>>>
//! Physical models of the DC bus participants.

/// Lithium-ion pack with OCV curve and internal resistance.
pub mod battery;
/// GPU power curve and throughput accounting.
pub mod gpu;
/// PVWatts DC array model.
pub mod pv;
pub mod types;

// Re-export the main types for convenience
pub use battery::{BatteryState, BatteryStepResult};
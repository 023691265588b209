//! Integration tests for the PV / battery sizing sweep.

mod common;

use std::collections::HashSet;
use std::sync::atomic::{AtomicUsize, Ordering};

use pv_gpu_sim::error::SimError;
use pv_gpu_sim::io::export::write_sweep_csv;
use pv_gpu_sim::runner::run_simulation;
use pv_gpu_sim::sweep::{cell_config, run_sweep, run_sweep_parallel};

const PV_KW: [f64; 3] = [0.0, 1.0, 3.0];
const BATT_KWH: [f64; 3] = [0.0, 5.0, 20.0];

#[test]
fn three_by_three_grid_has_nine_unique_rows() {
    let series = common::synthetic_year(42).restrict_to_year(2021).unwrap();
    let mut calls = Vec::new();
    let result = run_sweep(&common::default_config(), &series, &PV_KW, &BATT_KWH, |done, total| {
        calls.push((done, total));
    })
    .unwrap();

    assert_eq!(result.len(), 9);
    let keys: HashSet<_> = result
        .rows()
        .iter()
        .map(|r| (r.pv_kw.to_bits(), r.batt_kwh.to_bits()))
        .collect();
    assert_eq!(keys.len(), 9);
    assert_eq!(calls, (1..=9).map(|i| (i, 9)).collect::<Vec<_>>());

    for row in result.rows() {
        assert_eq!(row.metrics.total_hours, 8760.0);
        assert!((0.0..=1.0).contains(&row.metrics.utilization));
    }
}

#[test]
fn parallel_sweep_matches_sequential() {
    let series = common::synthetic_year(7);
    let base = common::default_config();
    let sequential = run_sweep(&base, &series, &PV_KW, &BATT_KWH, |_, _| {}).unwrap();

    let completed = AtomicUsize::new(0);
    let parallel = run_sweep_parallel(&base, &series, &PV_KW, &BATT_KWH, |done, total| {
        assert_eq!(total, 9);
        completed.fetch_add(1, Ordering::SeqCst);
        assert!(done <= total);
    })
    .unwrap();

    assert_eq!(completed.load(Ordering::SeqCst), 9);
    assert_eq!(sequential, parallel);
}

#[test]
fn sweep_cell_equals_standalone_run() {
    let series = common::square_days(4);
    let base = common::default_config();
    let result = run_sweep(&base, &series, &PV_KW, &BATT_KWH, |_, _| {}).unwrap();
    let solo = run_simulation(&cell_config(&base, 3.0, 5.0), &series).unwrap();
    assert_eq!(result.get(3.0, 5.0).map(|r| &r.metrics), Some(&solo.metrics));
}

#[test]
fn storage_extends_night_compute() {
    let series = common::square_days(4);
    let result = run_sweep(&common::default_config(), &series, &[3.0], &[0.0, 20.0], |_, _| {}).unwrap();
    let without = &result.get(3.0, 0.0).unwrap().metrics;
    let with = &result.get(3.0, 20.0).unwrap().metrics;
    assert_eq!(without.battery_throughput_kwh, 0.0);
    assert!(with.battery_throughput_kwh > 0.0);
    assert!(with.total_flops > without.total_flops);
    assert!(with.pv_curtailment_kwh < without.pv_curtailment_kwh);
}

#[test]
fn irregular_series_fails_before_any_cell_runs() {
    let mut points = common::square_days(2).points().to_vec();
    points.remove(5);
    let series = pv_gpu_sim::weather::IrradianceSeries::new(points);
    let mut calls = 0;
    let err = run_sweep(&common::default_config(), &series, &PV_KW, &BATT_KWH, |_, _| calls += 1).unwrap_err();
    assert!(matches!(err, SimError::DataQuality(_)));
    assert_eq!(calls, 0);
}

#[test]
fn sweep_table_exports_one_line_per_cell() {
    let result = run_sweep(&common::default_config(), &common::square_days(1), &PV_KW, &BATT_KWH, |_, _| {}).unwrap();
    let mut buf = Vec::new();
    write_sweep_csv(&result, &mut buf).unwrap();
    let output = String::from_utf8(buf).unwrap();
    assert_eq!(output.lines().count(), 10);
    assert!(output.starts_with("pv_kw,batt_kwh,total_flops"));
}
<<<
**Task to carry out**. From the listing above, return the lines starting at the one with "assert_eq!(without.battery_throughput_kwh, 0.0);" and ending at the one with "let mut calls = 0;", both kept, exactly as they appear and nothing more.

**Exercise response**.
    assert_eq!(without.battery_throughput_kwh, 0.0);
    assert!(with.battery_throughput_kwh > 0.0);
    assert!(with.total_flops > without.total_flops);
    assert!(with.pv_curtailment_kwh < without.pv_curtailment_kwh);
}

#[test]
fn irregular_series_fails_before_any_cell_runs() {
    let mut points = common::square_days(2).points().to_vec();
    points.remove(5);
    let series = pv_gpu_sim::weather::IrradianceSeries::new(points);
    let mut calls = 0;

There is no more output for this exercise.